Sorry for my rant, as I said OP I sympathise! You do not want people in your house when you have a new DC if they aren't going to helpful. Worse, if they're going to cause more work.

saintlyjimjams · 06/07/2014 06:57

If she is an always ill type prepare for her to be extra ill when you have a baby and the attention is on you and the baby

You may well feel fine at 6 weeks (I did after my first & had a section) but you won't want to be running around after people, especially if you're juggling feeding with driving. Practice saying no & ask them to do done cooking, tell her up source a bloody cake etc

LoveBeingInTheSun · 06/07/2014 06:58

The cake call has just reinforced what you already knew.

muffliato · 06/07/2014 07:17

Brunos message is spot on. Stand your ground op.

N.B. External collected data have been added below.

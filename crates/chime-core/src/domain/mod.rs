//! Domain model (ids, tasks, due-status policy, events, errors).

pub mod due;
pub mod errors;
pub mod events;
pub mod ids;
pub mod task;

pub use self::due::{DueStatus, classify, is_due_soon};
pub use self::errors::ChimeError;
pub use self::events::ReminderEvent;
pub use self::ids::{Id, IdMarker, TaskId};
pub use self::task::{Task, TaskRecord};
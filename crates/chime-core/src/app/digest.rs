//! Daily digest bucketing.
//!
//! The digest is a calendar feature, so unlike the hour-granularity
//! classifier it compares local calendar days: overdue = an earlier day,
//! today = the same day, tomorrow = the next day. Completed and undated
//! tasks are excluded.

use chrono::{Duration, NaiveDate};

use crate::domain::Task;

/// Title lists per digest bucket, in task-list order.
#[derive(Debug, Clone, Default, PartialEq, Eq)]
pub struct DigestSummary {
    pub overdue: Vec<String>,
    pub today: Vec<String>,
    pub tomorrow: Vec<String>,
}

impl DigestSummary {
    pub fn is_empty(&self) -> bool {
        self.overdue.is_empty() && self.today.is_empty() && self.tomorrow.is_empty()
    }
}

/// Buckets the task list for the digest dated `local_today`.
pub fn build_digest(
    tasks: &[Task],
    utc_offset_minutes: i32,
    local_today: NaiveDate,
) -> DigestSummary {
    let mut summary = DigestSummary::default();
    let tomorrow = local_today + Duration::days(1);

    for task in tasks {
        if task.completed() {
            continue;
        }
        let Some(due) = task.due_date() else {
            continue;
        };

        let local_due = (due + Duration::minutes(i64::from(utc_offset_minutes))).date_naive();
        if local_due < local_today {
            summary.overdue.push(task.title().to_string());
        } else if local_due == local_today {
            summary.today.push(task.title().to_string());
        } else if local_due == tomorrow {
            summary.tomorrow.push(task.title().to_string());
        }
    }

    summary
}
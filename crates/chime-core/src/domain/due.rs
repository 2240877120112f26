//! Due-status classification policy.
//!
//! One policy, applied uniformly: hour granularity. A task is `Overdue` once
//! its due instant has passed, `Today` within the next 24 hours, `Upcoming`
//! beyond that. The due-soon window used for reminders is `(now, now + w]`:
//! strictly after now, inclusive at the upper bound.

use chrono::{DateTime, Duration, Utc};
use serde::{Deserialize, Serialize};
use std::fmt;

/// Bucket a task falls into relative to the current time.
#[derive(Debug, Clone, Copy, PartialEq, Eq, Hash, Serialize, Deserialize)]
#[serde(rename_all = "snake_case")]
pub enum DueStatus {
    /// No deadline; no visual or notification treatment.
    None,
    Overdue,
    Today,
    Upcoming,
}

impl DueStatus {
    /// Badge text for UI callers, `None` when nothing should render.
    pub fn badge_label(&self) -> Option<&'static str> {
        match self {
            Self::None => None,
            Self::Overdue => Some("Overdue"),
            Self::Today => Some("Today"),
            Self::Upcoming => Some("Upcoming"),
        }
    }
}

impl fmt::Display for DueStatus {
    fn fmt(&self, f: &mut fmt::Formatter<'_>) -> fmt::Result {
        let s = match self {
            Self::None => "none",
            Self::Overdue => "overdue",
            Self::Today => "today",
            Self::Upcoming => "upcoming",
        };
        f.write_str(s)
    }
}

/// Classifies one task. Pure and total: every input maps to exactly one
/// bucket, and repeated calls with identical inputs agree.
///
/// `completed` does not change the bucket: completed tasks keep it for
/// display purposes. Exempting them from reminders is the scheduler's job,
/// not the classifier's.
pub fn classify(
    due_date: Option<DateTime<Utc>>,
    completed: bool,
    now: DateTime<Utc>,
) -> DueStatus {
    let _ = completed;
    let Some(due) = due_date else {
        return DueStatus::None;
    };

    let delta = due.signed_duration_since(now);
    if delta < Duration::zero() {
        DueStatus::Overdue
    } else if delta <= Duration::hours(24) {
        DueStatus::Today
    } else {
        DueStatus::Upcoming
    }
}

/// Whether a task sits inside the due-soon window `(now, now + window]`.
///
/// Completed tasks and tasks without a deadline are never eligible.
pub fn is_due_soon(
    due_date: Option<DateTime<Utc>>,
    completed: bool,
    now: DateTime<Utc>,
    window: Duration,
) -> bool {
    if completed {
        return false;
    }
    let Some(due) = due_date else {
        return false;
    };
    due > now && due.signed_duration_since(now) <= window
}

Hells it's not about op not liking her dad's wife, I'm sure she wouldn't mind them staying if they weren't sure hard work
..

KERALA1 · 06/07/2014 07:29

My in laws stayed when dd2 was 5 days the day after I got out of hospital. They acted as if nothing had happened and expected business as usual hosting wise. They didn't bring any food Shock and as dd 5 weeks early I hadn't done the fill the freezer thing.

My mother ended up catering for them. I had a massive tantrum on the second night as they expected home cooked dinner and when dh suggested a takeaway fil said he didn't like them. Afraid I shouted that I didn't give a fuck about his food preferences and ran upstairs in a rage. It was not. Y finest hour but dd2 was prem and not feeding I was expressing round the clock ie every 3 hours. Our relationship never really recovered...

CurlsLDN · 06/07/2014 07:40

Hi Emany, my ds is 8 weeks old, so not far off where you'll be at the time!

I am much better at hosting visitors now than in the early days, in that I can just about wizz round and hide the mess and make sure we have biscuits before they arrive, but visitors staying more than a couple of hours makes me anxious still.

I am bf. At this stage ds feeds 8-10 times a day, each feed takes 60-90 mins. So, once you add that up you can see there's very little time for looking after anyone else. And do you really want to be shut in your room all that time? Feeding is still a tricky business, I wouldn't want to spend 10 hours doing it in front of an audience

Littlef00t · 06/07/2014 07:46

Any chance you could use the argument of them nog getting much sleep with a newborn?

Eminybob · 06/07/2014 09:07

Just catching up on the replies, thanks everyone for the advice. Some did make me giggle, I wish I could get away with saying some of the things.

Not sure if I'm brave enough to ask them to stay in a hotel though. Might get DP to speak to my dad (cop out I know)

OP posts:
diddl · 06/07/2014 09:16

If you think that you would end up doing stuff that that you don't want to if they stayed with you, or if you just think that they would be in the way, don't let them stay.

Re the cake-why can't she sort it when she gets to you??

Are you even that bothered about seeing your dad on his bday??